Go through the listing and return every line with "computed" in it.

-------------------------

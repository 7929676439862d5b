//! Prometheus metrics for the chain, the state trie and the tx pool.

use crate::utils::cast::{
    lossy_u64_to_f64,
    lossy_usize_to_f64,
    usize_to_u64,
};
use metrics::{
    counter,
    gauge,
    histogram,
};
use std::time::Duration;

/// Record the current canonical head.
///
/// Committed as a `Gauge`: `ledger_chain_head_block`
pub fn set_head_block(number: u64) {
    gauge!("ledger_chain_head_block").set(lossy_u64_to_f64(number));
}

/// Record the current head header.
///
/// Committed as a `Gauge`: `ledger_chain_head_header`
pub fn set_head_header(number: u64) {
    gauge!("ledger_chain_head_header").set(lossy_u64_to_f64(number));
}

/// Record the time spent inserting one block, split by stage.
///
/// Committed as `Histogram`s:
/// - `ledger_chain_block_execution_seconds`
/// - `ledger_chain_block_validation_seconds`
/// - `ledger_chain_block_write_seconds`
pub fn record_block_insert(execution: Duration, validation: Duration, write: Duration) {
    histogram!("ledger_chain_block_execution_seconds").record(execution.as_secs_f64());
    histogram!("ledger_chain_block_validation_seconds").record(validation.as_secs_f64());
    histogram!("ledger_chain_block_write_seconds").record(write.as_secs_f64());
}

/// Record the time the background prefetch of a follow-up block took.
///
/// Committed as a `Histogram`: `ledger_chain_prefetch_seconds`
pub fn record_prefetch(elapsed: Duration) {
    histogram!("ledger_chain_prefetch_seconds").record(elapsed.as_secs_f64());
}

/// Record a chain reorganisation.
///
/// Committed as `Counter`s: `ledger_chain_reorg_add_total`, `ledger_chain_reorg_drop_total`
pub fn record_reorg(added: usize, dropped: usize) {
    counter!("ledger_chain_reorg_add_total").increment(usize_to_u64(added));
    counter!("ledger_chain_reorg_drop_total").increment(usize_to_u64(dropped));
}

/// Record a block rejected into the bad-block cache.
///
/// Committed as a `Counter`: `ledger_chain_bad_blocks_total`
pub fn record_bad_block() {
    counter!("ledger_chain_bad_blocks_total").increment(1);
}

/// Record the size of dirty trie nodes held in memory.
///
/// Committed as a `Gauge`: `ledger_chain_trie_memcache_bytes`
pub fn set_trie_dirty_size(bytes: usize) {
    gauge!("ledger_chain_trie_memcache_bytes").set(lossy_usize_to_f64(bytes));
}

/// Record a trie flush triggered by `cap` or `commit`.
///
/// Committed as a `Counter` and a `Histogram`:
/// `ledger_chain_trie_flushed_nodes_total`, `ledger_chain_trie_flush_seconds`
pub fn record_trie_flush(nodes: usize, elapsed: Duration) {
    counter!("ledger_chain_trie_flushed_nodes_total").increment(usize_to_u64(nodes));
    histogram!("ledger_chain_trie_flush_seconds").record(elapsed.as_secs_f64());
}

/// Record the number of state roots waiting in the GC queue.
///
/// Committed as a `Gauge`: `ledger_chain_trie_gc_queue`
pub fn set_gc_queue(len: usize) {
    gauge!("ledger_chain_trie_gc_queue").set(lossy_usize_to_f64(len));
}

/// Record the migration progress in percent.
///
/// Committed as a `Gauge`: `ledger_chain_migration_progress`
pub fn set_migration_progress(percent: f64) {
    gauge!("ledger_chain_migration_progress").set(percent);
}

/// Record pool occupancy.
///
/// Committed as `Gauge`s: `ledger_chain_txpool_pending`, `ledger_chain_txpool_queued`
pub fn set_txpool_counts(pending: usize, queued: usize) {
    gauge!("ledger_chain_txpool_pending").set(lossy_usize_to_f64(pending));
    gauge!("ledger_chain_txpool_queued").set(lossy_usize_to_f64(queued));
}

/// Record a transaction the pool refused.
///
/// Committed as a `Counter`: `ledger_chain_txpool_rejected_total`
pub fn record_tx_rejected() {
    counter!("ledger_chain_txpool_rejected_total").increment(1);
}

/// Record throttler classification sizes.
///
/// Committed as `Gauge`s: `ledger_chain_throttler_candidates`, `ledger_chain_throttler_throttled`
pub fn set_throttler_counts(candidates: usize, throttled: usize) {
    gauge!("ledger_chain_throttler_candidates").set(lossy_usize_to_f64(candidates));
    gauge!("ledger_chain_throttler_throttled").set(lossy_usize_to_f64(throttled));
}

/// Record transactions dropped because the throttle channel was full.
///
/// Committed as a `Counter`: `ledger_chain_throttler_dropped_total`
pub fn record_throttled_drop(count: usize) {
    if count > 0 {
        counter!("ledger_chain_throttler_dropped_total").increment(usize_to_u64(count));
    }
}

-------------------------

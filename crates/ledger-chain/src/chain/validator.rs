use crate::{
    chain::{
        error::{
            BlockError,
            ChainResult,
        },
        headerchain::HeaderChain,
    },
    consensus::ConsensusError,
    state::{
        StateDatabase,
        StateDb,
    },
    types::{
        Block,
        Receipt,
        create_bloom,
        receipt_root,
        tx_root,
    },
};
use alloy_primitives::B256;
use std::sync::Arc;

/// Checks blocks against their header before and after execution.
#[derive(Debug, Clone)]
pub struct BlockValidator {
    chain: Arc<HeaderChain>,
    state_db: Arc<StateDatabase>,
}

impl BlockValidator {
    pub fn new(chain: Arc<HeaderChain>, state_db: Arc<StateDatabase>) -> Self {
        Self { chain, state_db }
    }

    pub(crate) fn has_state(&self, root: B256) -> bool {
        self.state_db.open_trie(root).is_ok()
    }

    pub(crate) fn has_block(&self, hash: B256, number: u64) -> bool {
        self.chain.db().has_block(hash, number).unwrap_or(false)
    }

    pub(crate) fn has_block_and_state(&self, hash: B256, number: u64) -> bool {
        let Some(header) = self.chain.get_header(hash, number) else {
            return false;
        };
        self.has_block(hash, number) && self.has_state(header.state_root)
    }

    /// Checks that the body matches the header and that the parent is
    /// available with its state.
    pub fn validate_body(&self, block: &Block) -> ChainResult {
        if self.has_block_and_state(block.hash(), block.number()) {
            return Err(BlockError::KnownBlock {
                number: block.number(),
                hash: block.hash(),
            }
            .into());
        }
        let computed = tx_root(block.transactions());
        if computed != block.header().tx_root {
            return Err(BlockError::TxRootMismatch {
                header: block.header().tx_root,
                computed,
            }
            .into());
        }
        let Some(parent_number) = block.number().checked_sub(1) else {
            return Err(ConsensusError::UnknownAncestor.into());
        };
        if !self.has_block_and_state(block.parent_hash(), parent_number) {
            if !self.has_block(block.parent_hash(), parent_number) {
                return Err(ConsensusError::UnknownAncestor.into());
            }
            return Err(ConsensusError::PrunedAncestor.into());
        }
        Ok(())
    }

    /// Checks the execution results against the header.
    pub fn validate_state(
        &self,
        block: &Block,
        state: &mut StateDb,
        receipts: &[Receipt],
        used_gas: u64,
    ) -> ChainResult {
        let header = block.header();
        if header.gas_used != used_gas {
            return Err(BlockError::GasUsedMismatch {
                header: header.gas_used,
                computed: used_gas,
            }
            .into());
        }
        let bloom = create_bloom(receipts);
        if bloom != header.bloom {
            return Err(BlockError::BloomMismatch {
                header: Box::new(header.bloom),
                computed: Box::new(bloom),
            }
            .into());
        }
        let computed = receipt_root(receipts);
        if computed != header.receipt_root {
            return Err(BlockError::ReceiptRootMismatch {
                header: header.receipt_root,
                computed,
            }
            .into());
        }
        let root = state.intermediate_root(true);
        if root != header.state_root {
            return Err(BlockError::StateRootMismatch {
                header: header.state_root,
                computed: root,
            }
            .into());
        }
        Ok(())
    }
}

-------------------------

EXERCISE RESULT —
        let computed = tx_root(block.transactions());
        if computed != block.header().tx_root {
                computed,
                computed: used_gas,
                computed: Box::new(bloom),
        let computed = receipt_root(receipts);
        if computed != header.receipt_root {
                computed,
                computed: root,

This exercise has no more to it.